▶ **Extracted records**

• • •

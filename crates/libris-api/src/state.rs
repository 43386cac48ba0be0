//! Application state management

use crate::auth::middleware::AuthGate;
use crate::auth::password::PasswordConfig;
use crate::auth::service::AuthService;
use libris_core::{AppConfig, MemoryStore, RefreshTokenStore, UserDirectory};
use std::collections::HashMap;
use std::sync::atomic::{AtomicU64, Ordering};
use std::sync::Arc;
use std::time::Instant;
use tokio::sync::RwLock;

/// Latency histogram buckets
#[derive(Debug, Clone, Default)]
pub struct LatencyBuckets {
    pub under_10ms: u64,
    pub ms_10_50: u64,
    pub ms_50_100: u64,
    pub ms_100_500: u64,
    pub ms_500_1000: u64,
    pub over_1s: u64,
}

impl LatencyBuckets {
    fn observe(&mut self, latency_us: u64) {
        let bucket = match latency_us {
            0..=9_999 => &mut self.under_10ms,
            10_000..=49_999 => &mut self.ms_10_50,
            50_000..=99_999 => &mut self.ms_50_100,
            100_000..=499_999 => &mut self.ms_100_500,
            500_000..=999_999 => &mut self.ms_500_1000,
            _ => &mut self.over_1s,
        };
        *bucket += 1;
    }
}

/// Per-endpoint request statistics
#[derive(Debug, Clone, Default)]
pub struct EndpointMetrics {
    pub status_counts: HashMap<u16, u64>,
    pub total_latency_us: u64,
    pub latency_count: u64,
    pub latency_buckets: LatencyBuckets,
}

/// Application state shared across handlers
pub struct AppState {
    /// Application configuration
    pub config: AppConfig,
    /// Register, login, refresh and logout
    pub auth: AuthService,
    /// Request gate for protected routes
    pub gate: AuthGate,
    /// Probed by the readiness check
    pub users: Arc<dyn UserDirectory>,
    /// Server start time
    pub start_time: Instant,
    /// Request counter
    pub request_count: AtomicU64,
    /// Metrics keyed by normalized endpoint
    pub metrics: RwLock<HashMap<String, EndpointMetrics>>,
}

impl AppState {
    /// Wire the auth core over the given persistence collaborators
    pub fn new(
        config: AppConfig,
        users: Arc<dyn UserDirectory>,
        refresh_tokens: Arc<dyn RefreshTokenStore>,
    ) -> Self {
        let auth = AuthService::new(&config.auth, users.clone(), refresh_tokens);
        Self::with_auth_service(config, auth, users)
    }

    /// In-memory state with cheap password hashing
    pub fn for_testing(config: AppConfig) -> Self {
        let store = MemoryStore::new();
        let users: Arc<dyn UserDirectory> = store.users;
        let refresh_tokens: Arc<dyn RefreshTokenStore> = store.refresh_tokens;
        let auth = AuthService::new(&config.auth, users.clone(), refresh_tokens)
            .with_password_config(PasswordConfig::light());
        Self::with_auth_service(config, auth, users)
    }

    fn with_auth_service(
        config: AppConfig,
        auth: AuthService,
        users: Arc<dyn UserDirectory>,
    ) -> Self {
        let gate = AuthGate::from_config(&config.auth, users.clone());
        Self {
            config,
            auth,
            gate,
            users,
            start_time: Instant::now(),
            request_count: AtomicU64::new(0),
            metrics: RwLock::new(HashMap::new()),
        }
    }

    /// Increment request counter
    pub fn increment_requests(&self) -> u64 {
        self.request_count.fetch_add(1, Ordering::SeqCst)
    }

    /// Get total request count
    pub fn get_request_count(&self) -> u64 {
        self.request_count.load(Ordering::SeqCst)
    }

    /// Get uptime in seconds
    pub fn uptime_secs(&self) -> u64 {
        self.start_time.elapsed().as_secs()
    }

    /// Record one finished request against its endpoint
    pub async fn record_request(&self, endpoint: String, status: u16, latency_us: u64) {
        self.increment_requests();

        let mut metrics = self.metrics.write().await;
        let entry = metrics.entry(endpoint).or_default();
        *entry.status_counts.entry(status).or_insert(0) += 1;
        entry.total_latency_us = entry.total_latency_us.saturating_add(latency_us);
        entry.latency_count += 1;
        entry.latency_buckets.observe(latency_us);
    }
}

• • •

▶ **About this exercise**
Pull every line containing "HashMap" out of the entries.

▶ **Exercise response**
use std::collections::HashMap;
    pub status_counts: HashMap<u16, u64>,
    pub metrics: RwLock<HashMap<String, EndpointMetrics>>,
            metrics: RwLock::new(HashMap::new()),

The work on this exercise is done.